#### [Instructions to follow]
Scan the entries below. Return every line that includes "interval".

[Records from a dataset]

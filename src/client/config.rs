use std::time::Duration;

/// Bounded retry policy for connect/reconnect (§4.2 `connectionAttempts`).
#[derive(Debug, Clone)]
pub struct ReconnectPolicy {
    /// Delay between a disconnect and the next reconnect attempt.
    pub interval: Duration,
    /// Maximum number of reconnect attempts. `None` means unbounded.
    pub max_attempts: Option<u32>,
}

impl Default for ReconnectPolicy {
    fn default() -> Self {
        ReconnectPolicy {
            interval: Duration::from_secs(1),
            max_attempts: None,
        }
    }
}

impl ReconnectPolicy {
    /// Returns `true` once `attempts` has exhausted this policy's retry
    /// budget (§9 "Open Question — `isExpended` polarity": resolved in
    /// favor of the name, so a reconnect is attempted exactly while this
    /// returns `false`).
    pub fn is_expended(&self, attempts: u32) -> bool {
        match self.max_attempts {
            Some(max) => attempts >= max,
            None => false,
        }
    }
}

/// Configuration for a [`crate::client::ServiceClient`] (§4.2, §6.4).
#[derive(Debug, Clone)]
pub struct ClientConfig {
    /// The remote endpoint this client connects to. Opaque to the core;
    /// interpreted only by whatever external connector dials it.
    pub address: String,
    /// Per-request timeout. Enforced by the controller's pending-buffer
    /// cancellation mechanism, not by a client-side idle sweep (§9).
    pub request_timeout: Duration,
    /// Prefix used for every metric this client emits.
    pub name: String,
    /// Hard cap on total outstanding requests (written or not); beyond
    /// this, `send` is refused with `ClientOverloaded`.
    pub pending_buffer_size: usize,
    /// Soft cap on the sent queue; once reached, further writes are
    /// paused until the queue drains back below it.
    pub sent_buffer_size: usize,
    /// When `true`, a `send` while disconnected fails immediately rather
    /// than waiting in the pre-connect holding area for a connection.
    pub fail_fast: bool,
    /// Retry policy governing reconnect attempts.
    pub connection_attempts: ReconnectPolicy,
}

impl Default for ClientConfig {
    fn default() -> Self {
        ClientConfig {
            address: String::new(),
            request_timeout: Duration::from_secs(30),
            name: String::new(),
            pending_buffer_size: 100,
            sent_buffer_size: 20,
            fail_fast: false,
            connection_attempts: ReconnectPolicy::default(),
        }
    }
}

impl ClientConfig {
    /// A config pointed at `address` with an otherwise-default policy.
    pub fn new(address: impl Into<String>) -> Self {
        ClientConfig {
            address: address.into(),
            ..ClientConfig::default()
        }
    }
}

#[cfg(test)]
mod tests {
    use super::*;

    #[test]
    fn defaults_match_spec() {
        let cfg = ClientConfig::default();
        assert_eq!(cfg.pending_buffer_size, 100);
        assert_eq!(cfg.sent_buffer_size, 20);
        assert!(!cfg.fail_fast);
    }

    #[test]
    fn is_expended_matches_name_not_source_polarity() {
        let unbounded = ReconnectPolicy {
            interval: Duration::from_millis(1),
            max_attempts: None,
        };
        assert!(!unbounded.is_expended(1_000_000));

        let bounded = ReconnectPolicy {
            interval: Duration::from_millis(1),
            max_attempts: Some(3),
        };
        assert!(!bounded.is_expended(0));
        assert!(!bounded.is_expended(2));
        assert!(bounded.is_expended(3));
        assert!(bounded.is_expended(4));
    }
}
//! The worker/event-loop contract (§6.2).
//!
//! A concrete worker (the cooperative event loop that owns a server
//! handler or client instance) is out of scope for this crate, same as the
//! I/O controller. This module only pins down the one capability the core
//! needs from it directly: requesting a timed callback. Connection
//! establishment (`Connect`/`Reconnect`) and cross-thread request posting
//! (`Message`) are realized internally by [`crate::client::ServiceClient`]'s
//! own `drive()` loop (§9) rather than routed back through this trait, since
//! no concrete scheduler crate exists for this core to depend on.

use std::time::Duration;

/// Capability for requesting a one-shot timed callback, implemented by
/// whatever event loop owns a server handler or client instance.
pub trait Worker: Send + Sync + 'static {
    /// Request that `callback` run after `delay`. A worker that is
    /// shutting down is free to drop `callback` without running it.
    fn schedule(&self, delay: Duration, callback: Box<dyn FnOnce() + Send>);

    /// Asks the worker to redial the remote end after `delay` and, once
    /// (re)connected, call `connected`/`connection_failed` on the client
    /// it owns (§4.2 "Reconnect attempt"). Unlike `schedule`, this carries
    /// no callback: the worker already owns the client and is expected to
    /// drive the next attempt through the client's own event callbacks.
    fn reconnect(&self, delay: Duration);
}

/// A [`Worker`] that has never been bound to a real event loop: every
/// `schedule` call is a documented no-op, matching `schedule(delay,
/// message)`'s "no-op if the handler is unbound" contract (§4.1).
#[derive(Debug, Default, Clone, Copy)]
pub struct Unbound;

impl Worker for Unbound {
    fn schedule(&self, _delay: Duration, _callback: Box<dyn FnOnce() + Send>) {}

    fn reconnect(&self, _delay: Duration) {}
}
use std::future::Future;
use std::sync::Arc;

use crate::error::Error;
use crate::metrics::Tag;

/// The only two user hooks a [`crate::server::ServiceServer`] is
/// parameterized by (§9 "Subclass hooks → interface abstraction"): what the
/// source modeled as overridable methods on a base class is exposed here as
/// a single trait the server is generic over.
pub trait ServiceHandler<Req>: Send {
    /// The response type written back to the wire.
    type Response: Send + 'static;

    /// The future returned by [`ServiceHandler::process_request`]. May
    /// resolve on the same poll (synchronous completion) or on a later
    /// turn of the event loop.
    type Future: Future<Output = Result<Self::Response, Error>> + Send + 'static;

    /// Process one decoded request. May complete synchronously or later;
    /// either way the server attaches a completion arm that converts a
    /// failure into a protocol response via [`ServiceHandler::process_failure`].
    fn process_request(&mut self, request: Arc<Req>) -> Self::Future;

    /// Synchronous, total conversion of an error into a protocol-level
    /// error response. Must never itself fail.
    fn process_failure(&mut self, request: &Req, cause: &Error) -> Self::Response;

    /// Tags attached to the per-request rate/latency metrics emitted by the
    /// ordering pass. Defaults to no tags.
    fn tags_for(&self, _request: &Req, _response: &Self::Response) -> Vec<Tag> {
        Vec::new()
    }
}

#### [Task output]
    pub interval: Duration,
            interval: Duration::from_secs(1),
            interval: Duration::from_millis(1),
            interval: Duration::from_millis(1),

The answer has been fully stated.